Palais Presidentiel, Asunçion Underworld´s
"- Quoi? Quelqu´un a assassiné Abdelaziz ben Couscous? Bordel de merde! Appelez moi illico le chef de la Police!" s´exclama le président, furieux.
"- Bien monsieur." s´inclina un domestique. Le domestique fila hors de la salle, et Nicanor se posta face a la fenetre qui couvrait les jardins du palais.
"- Putains de ratons. Pas moyen de les tenir en laisse ces gens la."
Le telephone du Président retentit. Nicanor décrocha rapidemment.
"- Le chef de la Police est en ligne monsieur."
"- Eh bien qu´attendez vous? Passez le moi!"
"- Bien monsieur."
Après un court instant de silence, une voix suave demanda.
"- Monsieur le Président? Que..."
"- C´est moi qui pose les questions Ortiz! Que s´est il passé? Pourquoi le Saoudien s´est fait refroidir? Je veut des réponses Ortiz, et des bonnes réponses! Vous risquez votre place!"
"- Eh bien... Monsieur, c´est une proche de feu monsieur Abdelaziz Ben Saoud qui l´a assassiné."
"- Une proche? Qu´est ce que vous me chantez la Ortiz?"
"- Oui monsieur. C´est une certaine Naoura qui a assassiné Abdelaziz. Le fils des Saoud."
"- Nom de dieu. Si ils commencent a s´entretuer, je ne vois pas quel est la raison de les proteger!"
"- C´est ce que je pense aussi monsieur."
"- Rien a foutre de ce que vous pensez Ortiz.
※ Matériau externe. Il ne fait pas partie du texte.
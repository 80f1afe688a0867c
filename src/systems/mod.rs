//! Host integration
//!
//! This module wires the distance display into the host editor:
//! - Notifications and the bus that delivers them
//! - The per-view display adapter
//! - The extension object managing adapters across view lifecycles

pub mod display_adapter;
pub mod events;
pub mod notifications;
pub mod plugins;

// Re-export commonly used items
pub use display_adapter::{DisplayAdapter, TextDisplay, WidgetHost};
pub use events::{EventKind, HostEvent, ViewId};
pub use notifications::{NotificationBus, Subscription, SubscriptionId};
pub use plugins::ShowDistExtension;
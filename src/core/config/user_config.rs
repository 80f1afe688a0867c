//! User configuration file handling
//!
//! Manages settings from ~/.config/showdist/settings.json

use serde::{Deserialize, Serialize};
use std::fs;
use std::path::{Path, PathBuf};
use tracing::{debug, warn};

use super::settings::{WidgetFrame, WidgetOffset};
use crate::core::errors::{FileContext, ShowDistResult};

/// User configuration from ~/.config/showdist/settings.json
///
/// Every field is optional and overrides the built-in default when set.
#[derive(Debug, Clone, Serialize, Deserialize, Default, PartialEq)]
pub struct ConfigFile {
    #[serde(default, skip_serializing_if = "Option::is_none")]
    pub widget_frame: Option<WidgetFrame>,
    #[serde(default, skip_serializing_if = "Option::is_none")]
    pub rulers_shift: Option<WidgetOffset>,
    /// `EnvFilter` directive, e.g. "showdist=debug"
    #[serde(default, skip_serializing_if = "Option::is_none")]
    pub log_filter: Option<String>,
    #[serde(default, skip_serializing_if = "Option::is_none")]
    pub log_to_file: Option<bool>,
}

impl ConfigFile {
    /// Get the path to the showdist config directory
    pub fn config_dir() -> PathBuf {
        let config_dir = dirs::config_dir()
            .unwrap_or_else(|| dirs::home_dir().unwrap_or_else(|| PathBuf::from(".")));
        config_dir.join("showdist")
    }

    /// Get the path to the user config file
    pub fn config_path() -> PathBuf {
        Self::config_dir().join("settings.json")
    }

    /// Load configuration from the user config file
    pub fn load() -> Option<Self> {
        Self::load_from(&Self::config_path())
    }

    /// Load configuration from `path`; missing or broken files yield `None`
    pub fn load_from(path: &Path) -> Option<Self> {
        if !path.exists() {
            return None;
        }

        match fs::read_to_string(path) {
            Ok(contents) => match serde_json::from_str(&contents) {
                Ok(config) => {
                    debug!("Loaded user settings from {:?}", path);
                    Some(config)
                }
                Err(e) => {
                    warn!("Failed to parse {:?}: {}", path, e);
                    None
                }
            },
            Err(e) => {
                warn!("Failed to read {:?}: {}", path, e);
                None
            }
        }
    }

    /// Save configuration to the user config file
    pub fn save(&self) -> ShowDistResult<()> {
        self.save_to(&Self::config_path())
    }

    pub fn save_to(&self, path: &Path) -> ShowDistResult<()> {
        if let Some(parent) = path.parent() {
            fs::create_dir_all(parent).with_file_context("create", parent)?;
        }

        let contents = serde_json::to_string_pretty(self)?;
        fs::write(path, contents).with_file_context("write", path)?;

        debug!("Saved settings to {:?}", path);
        Ok(())
    }
}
L´opération a échoué, et ce, par ce que vos services de sécurité n´etaient pas assez performants Ortiz."
"- Mais je..."
Le Président raccrocha violemment le combiné, et jeta celui-ci par terre, avant de sauter dessus, le réduisant en miettes sur le beau tapis persan offert par le Shah d´Iran.
Asunçion Underworld´s
A 20h00, une explication était demandé aux Saoud et a leurs proches, sur l´assassinat d´Abdelaziz.